Content starts
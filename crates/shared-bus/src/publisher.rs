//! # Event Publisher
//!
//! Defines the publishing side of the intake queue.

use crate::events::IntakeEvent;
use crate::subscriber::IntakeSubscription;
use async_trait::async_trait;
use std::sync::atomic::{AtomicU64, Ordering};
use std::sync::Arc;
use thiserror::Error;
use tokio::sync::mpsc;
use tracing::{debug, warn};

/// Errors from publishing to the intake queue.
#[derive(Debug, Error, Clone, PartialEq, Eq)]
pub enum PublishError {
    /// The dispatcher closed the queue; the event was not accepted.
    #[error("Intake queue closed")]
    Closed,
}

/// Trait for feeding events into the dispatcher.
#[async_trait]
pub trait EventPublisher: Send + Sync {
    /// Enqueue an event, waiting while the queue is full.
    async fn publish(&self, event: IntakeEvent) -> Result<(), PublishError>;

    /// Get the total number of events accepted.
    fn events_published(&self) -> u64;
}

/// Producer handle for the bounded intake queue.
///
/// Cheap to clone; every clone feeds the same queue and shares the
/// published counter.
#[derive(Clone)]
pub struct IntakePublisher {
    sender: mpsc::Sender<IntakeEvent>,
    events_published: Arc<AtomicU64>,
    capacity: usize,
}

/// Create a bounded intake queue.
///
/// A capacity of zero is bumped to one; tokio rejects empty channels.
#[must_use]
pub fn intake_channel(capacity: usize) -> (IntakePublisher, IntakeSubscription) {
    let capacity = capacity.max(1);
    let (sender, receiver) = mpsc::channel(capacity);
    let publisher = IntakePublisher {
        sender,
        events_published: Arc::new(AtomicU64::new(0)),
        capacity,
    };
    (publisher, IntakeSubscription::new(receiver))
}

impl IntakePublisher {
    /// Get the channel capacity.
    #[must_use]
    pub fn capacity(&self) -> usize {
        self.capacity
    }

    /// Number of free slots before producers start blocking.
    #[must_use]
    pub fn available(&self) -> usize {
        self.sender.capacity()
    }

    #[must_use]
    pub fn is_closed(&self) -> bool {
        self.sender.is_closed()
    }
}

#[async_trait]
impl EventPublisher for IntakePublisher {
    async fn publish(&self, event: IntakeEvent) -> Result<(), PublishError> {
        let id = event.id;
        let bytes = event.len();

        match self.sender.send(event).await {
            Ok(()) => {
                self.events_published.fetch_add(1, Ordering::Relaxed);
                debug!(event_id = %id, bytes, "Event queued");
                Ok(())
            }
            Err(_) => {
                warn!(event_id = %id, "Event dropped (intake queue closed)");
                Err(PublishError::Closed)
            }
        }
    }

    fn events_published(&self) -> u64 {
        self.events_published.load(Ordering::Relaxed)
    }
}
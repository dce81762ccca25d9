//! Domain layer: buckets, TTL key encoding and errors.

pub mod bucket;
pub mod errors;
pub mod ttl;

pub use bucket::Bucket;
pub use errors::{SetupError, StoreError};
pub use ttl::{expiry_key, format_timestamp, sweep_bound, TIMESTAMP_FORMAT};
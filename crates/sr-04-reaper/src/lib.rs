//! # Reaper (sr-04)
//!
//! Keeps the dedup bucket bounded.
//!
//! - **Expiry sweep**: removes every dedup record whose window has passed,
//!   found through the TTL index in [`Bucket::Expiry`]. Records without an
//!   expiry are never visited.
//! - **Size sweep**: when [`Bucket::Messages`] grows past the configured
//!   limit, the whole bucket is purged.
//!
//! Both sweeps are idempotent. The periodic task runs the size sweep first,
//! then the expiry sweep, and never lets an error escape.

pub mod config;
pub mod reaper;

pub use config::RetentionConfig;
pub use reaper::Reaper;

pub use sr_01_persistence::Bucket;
Content ends
Content starts
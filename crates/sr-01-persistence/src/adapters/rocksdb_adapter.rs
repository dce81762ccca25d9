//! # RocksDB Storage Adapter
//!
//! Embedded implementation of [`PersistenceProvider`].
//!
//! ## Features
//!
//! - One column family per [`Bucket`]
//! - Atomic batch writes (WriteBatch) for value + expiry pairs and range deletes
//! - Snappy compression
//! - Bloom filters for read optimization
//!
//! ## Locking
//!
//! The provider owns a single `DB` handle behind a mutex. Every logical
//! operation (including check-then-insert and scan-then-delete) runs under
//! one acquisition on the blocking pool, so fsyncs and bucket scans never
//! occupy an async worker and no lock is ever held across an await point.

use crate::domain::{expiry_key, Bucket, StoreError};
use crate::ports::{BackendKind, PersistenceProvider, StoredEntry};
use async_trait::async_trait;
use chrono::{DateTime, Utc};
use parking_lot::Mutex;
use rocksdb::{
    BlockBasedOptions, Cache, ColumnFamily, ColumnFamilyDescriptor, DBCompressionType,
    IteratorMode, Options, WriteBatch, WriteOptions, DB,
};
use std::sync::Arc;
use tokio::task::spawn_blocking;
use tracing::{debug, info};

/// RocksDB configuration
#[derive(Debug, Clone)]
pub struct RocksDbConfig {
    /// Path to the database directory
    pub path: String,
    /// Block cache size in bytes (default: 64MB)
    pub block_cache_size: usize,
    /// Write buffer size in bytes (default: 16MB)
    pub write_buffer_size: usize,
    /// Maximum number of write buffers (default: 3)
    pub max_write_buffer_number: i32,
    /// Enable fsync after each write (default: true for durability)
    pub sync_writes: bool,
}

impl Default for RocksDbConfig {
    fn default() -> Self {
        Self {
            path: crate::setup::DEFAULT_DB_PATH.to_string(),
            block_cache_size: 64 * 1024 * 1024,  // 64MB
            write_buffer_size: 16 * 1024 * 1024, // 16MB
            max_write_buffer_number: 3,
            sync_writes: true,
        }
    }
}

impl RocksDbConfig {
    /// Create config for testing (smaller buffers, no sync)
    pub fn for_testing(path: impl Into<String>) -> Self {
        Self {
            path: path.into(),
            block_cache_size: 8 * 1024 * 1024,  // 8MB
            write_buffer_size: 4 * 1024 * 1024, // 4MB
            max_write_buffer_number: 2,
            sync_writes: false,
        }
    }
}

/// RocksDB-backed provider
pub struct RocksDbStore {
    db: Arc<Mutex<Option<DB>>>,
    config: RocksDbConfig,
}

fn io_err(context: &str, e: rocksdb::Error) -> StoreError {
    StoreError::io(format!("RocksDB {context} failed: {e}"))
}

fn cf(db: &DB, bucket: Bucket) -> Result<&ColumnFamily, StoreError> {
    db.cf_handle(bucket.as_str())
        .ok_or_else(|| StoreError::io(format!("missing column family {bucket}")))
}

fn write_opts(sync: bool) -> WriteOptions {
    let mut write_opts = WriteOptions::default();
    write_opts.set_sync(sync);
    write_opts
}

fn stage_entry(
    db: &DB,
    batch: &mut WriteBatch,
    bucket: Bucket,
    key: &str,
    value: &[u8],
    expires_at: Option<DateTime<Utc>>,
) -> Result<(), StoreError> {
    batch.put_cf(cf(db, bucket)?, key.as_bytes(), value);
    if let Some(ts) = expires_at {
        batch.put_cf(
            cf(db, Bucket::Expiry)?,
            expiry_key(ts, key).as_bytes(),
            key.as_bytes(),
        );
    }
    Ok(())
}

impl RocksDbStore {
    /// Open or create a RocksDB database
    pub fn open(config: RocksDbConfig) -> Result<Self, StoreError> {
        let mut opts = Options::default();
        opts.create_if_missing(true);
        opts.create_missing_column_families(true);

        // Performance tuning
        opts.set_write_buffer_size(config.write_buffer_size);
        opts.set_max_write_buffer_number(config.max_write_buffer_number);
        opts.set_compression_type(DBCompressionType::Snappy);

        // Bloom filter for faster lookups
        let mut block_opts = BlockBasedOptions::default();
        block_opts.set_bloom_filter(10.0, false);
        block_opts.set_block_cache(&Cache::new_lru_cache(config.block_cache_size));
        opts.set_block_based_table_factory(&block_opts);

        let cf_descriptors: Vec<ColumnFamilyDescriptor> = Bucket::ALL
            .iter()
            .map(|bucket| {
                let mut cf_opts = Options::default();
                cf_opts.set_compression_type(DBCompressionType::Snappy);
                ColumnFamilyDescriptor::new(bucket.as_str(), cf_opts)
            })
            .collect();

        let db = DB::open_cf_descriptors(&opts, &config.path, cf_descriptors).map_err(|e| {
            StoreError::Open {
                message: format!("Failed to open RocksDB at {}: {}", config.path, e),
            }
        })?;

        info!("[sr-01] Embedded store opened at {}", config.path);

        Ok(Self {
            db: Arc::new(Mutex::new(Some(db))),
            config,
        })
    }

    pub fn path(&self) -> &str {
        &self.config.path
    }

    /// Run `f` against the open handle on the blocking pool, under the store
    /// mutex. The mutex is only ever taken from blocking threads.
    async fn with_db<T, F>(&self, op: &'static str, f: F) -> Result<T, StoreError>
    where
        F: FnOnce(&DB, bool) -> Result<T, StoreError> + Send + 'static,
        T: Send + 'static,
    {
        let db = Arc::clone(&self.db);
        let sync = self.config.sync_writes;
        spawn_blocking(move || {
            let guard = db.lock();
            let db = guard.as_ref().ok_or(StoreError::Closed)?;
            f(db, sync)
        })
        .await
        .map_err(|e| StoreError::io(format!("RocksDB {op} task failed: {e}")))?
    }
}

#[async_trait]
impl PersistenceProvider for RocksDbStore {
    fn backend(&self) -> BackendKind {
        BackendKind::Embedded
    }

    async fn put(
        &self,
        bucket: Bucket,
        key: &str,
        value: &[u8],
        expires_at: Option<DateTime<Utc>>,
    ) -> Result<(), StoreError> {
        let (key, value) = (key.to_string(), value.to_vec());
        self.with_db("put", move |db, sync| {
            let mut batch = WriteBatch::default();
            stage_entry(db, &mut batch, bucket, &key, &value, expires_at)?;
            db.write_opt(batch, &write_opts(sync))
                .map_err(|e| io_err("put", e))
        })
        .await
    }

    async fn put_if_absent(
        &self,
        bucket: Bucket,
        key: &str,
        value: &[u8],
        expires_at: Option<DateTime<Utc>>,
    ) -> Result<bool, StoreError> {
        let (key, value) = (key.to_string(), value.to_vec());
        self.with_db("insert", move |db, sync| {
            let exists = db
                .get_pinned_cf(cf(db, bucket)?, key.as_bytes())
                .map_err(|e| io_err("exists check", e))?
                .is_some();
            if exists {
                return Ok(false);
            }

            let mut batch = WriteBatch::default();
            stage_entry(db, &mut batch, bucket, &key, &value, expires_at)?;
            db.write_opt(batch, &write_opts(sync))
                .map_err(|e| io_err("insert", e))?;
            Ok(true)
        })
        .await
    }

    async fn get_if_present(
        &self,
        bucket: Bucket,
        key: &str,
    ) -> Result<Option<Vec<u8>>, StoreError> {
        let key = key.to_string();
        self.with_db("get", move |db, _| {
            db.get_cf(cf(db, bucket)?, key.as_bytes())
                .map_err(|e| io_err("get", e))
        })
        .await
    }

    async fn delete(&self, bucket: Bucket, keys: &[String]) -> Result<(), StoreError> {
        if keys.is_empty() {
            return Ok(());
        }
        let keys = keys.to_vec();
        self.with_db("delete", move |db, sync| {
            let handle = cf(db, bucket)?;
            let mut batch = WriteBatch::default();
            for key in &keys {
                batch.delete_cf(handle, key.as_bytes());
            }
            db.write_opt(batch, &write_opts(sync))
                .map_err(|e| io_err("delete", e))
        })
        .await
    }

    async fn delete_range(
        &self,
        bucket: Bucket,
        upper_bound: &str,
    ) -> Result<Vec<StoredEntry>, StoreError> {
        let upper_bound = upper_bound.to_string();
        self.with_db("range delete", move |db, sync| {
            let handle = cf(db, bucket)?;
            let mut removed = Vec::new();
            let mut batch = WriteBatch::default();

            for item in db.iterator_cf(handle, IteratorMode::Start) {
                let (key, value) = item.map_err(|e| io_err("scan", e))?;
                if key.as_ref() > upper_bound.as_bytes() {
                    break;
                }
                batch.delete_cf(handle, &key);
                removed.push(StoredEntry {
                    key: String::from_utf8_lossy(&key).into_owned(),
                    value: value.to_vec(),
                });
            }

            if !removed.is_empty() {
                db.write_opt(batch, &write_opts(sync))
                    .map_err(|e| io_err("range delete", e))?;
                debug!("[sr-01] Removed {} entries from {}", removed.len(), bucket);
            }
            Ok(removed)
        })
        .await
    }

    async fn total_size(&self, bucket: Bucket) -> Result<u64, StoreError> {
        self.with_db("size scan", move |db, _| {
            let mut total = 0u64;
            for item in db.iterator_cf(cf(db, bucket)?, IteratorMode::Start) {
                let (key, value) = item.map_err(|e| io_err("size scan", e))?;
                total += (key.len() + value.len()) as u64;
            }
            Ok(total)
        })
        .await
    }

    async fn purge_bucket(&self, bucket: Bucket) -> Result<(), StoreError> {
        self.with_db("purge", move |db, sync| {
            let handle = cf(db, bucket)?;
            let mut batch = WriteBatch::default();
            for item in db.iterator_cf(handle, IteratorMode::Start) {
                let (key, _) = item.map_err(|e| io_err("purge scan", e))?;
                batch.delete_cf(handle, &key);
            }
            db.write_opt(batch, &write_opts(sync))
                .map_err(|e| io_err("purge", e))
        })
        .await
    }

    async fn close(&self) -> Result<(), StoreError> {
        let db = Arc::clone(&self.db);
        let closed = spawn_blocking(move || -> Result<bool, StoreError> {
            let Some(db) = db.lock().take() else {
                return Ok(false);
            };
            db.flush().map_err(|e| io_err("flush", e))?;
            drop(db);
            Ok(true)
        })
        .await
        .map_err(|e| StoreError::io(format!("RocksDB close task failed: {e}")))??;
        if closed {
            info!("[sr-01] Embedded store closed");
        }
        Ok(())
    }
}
Content ends
REQUIRED ACTION :: Take exactly the lines from the one containing "filename crates/shared-bus/src/publisher.rs" through the one containing "impl EventPublisher for" in the data above, and output them with nothing added.

RESPONSE TO THIS TASK ::
filename crates/shared-bus/src/publisher.rs
//! # Event Publisher
//!
//! Defines the publishing side of the intake queue.

use crate::events::IntakeEvent;
use crate::subscriber::IntakeSubscription;
use async_trait::async_trait;
use std::sync::atomic::{AtomicU64, Ordering};
use std::sync::Arc;
use thiserror::Error;
use tokio::sync::mpsc;
use tracing::{debug, warn};

/// Errors from publishing to the intake queue.
#[derive(Debug, Error, Clone, PartialEq, Eq)]
pub enum PublishError {
    /// The dispatcher closed the queue; the event was not accepted.
    #[error("Intake queue closed")]
    Closed,
}

/// Trait for feeding events into the dispatcher.
#[async_trait]
pub trait EventPublisher: Send + Sync {
    /// Enqueue an event, waiting while the queue is full.
    async fn publish(&self, event: IntakeEvent) -> Result<(), PublishError>;

    /// Get the total number of events accepted.
    fn events_published(&self) -> u64;
}

/// Producer handle for the bounded intake queue.
///
/// Cheap to clone; every clone feeds the same queue and shares the
/// published counter.
#[derive(Clone)]
pub struct IntakePublisher {
    sender: mpsc::Sender<IntakeEvent>,
    events_published: Arc<AtomicU64>,
    capacity: usize,
}

/// Create a bounded intake queue.
///
/// A capacity of zero is bumped to one; tokio rejects empty channels.
#[must_use]
pub fn intake_channel(capacity: usize) -> (IntakePublisher, IntakeSubscription) {
    let capacity = capacity.max(1);
    let (sender, receiver) = mpsc::channel(capacity);
    let publisher = IntakePublisher {
        sender,
        events_published: Arc::new(AtomicU64::new(0)),
        capacity,
    };
    (publisher, IntakeSubscription::new(receiver))
}

impl IntakePublisher {
    /// Get the channel capacity.
    #[must_use]
    pub fn capacity(&self) -> usize {
        self.capacity
    }

    /// Number of free slots before producers start blocking.
    #[must_use]
    pub fn available(&self) -> usize {
        self.sender.capacity()
    }

    #[must_use]
    pub fn is_closed(&self) -> bool {
        self.sender.is_closed()
    }
}

#[async_trait]
impl EventPublisher for IntakePublisher {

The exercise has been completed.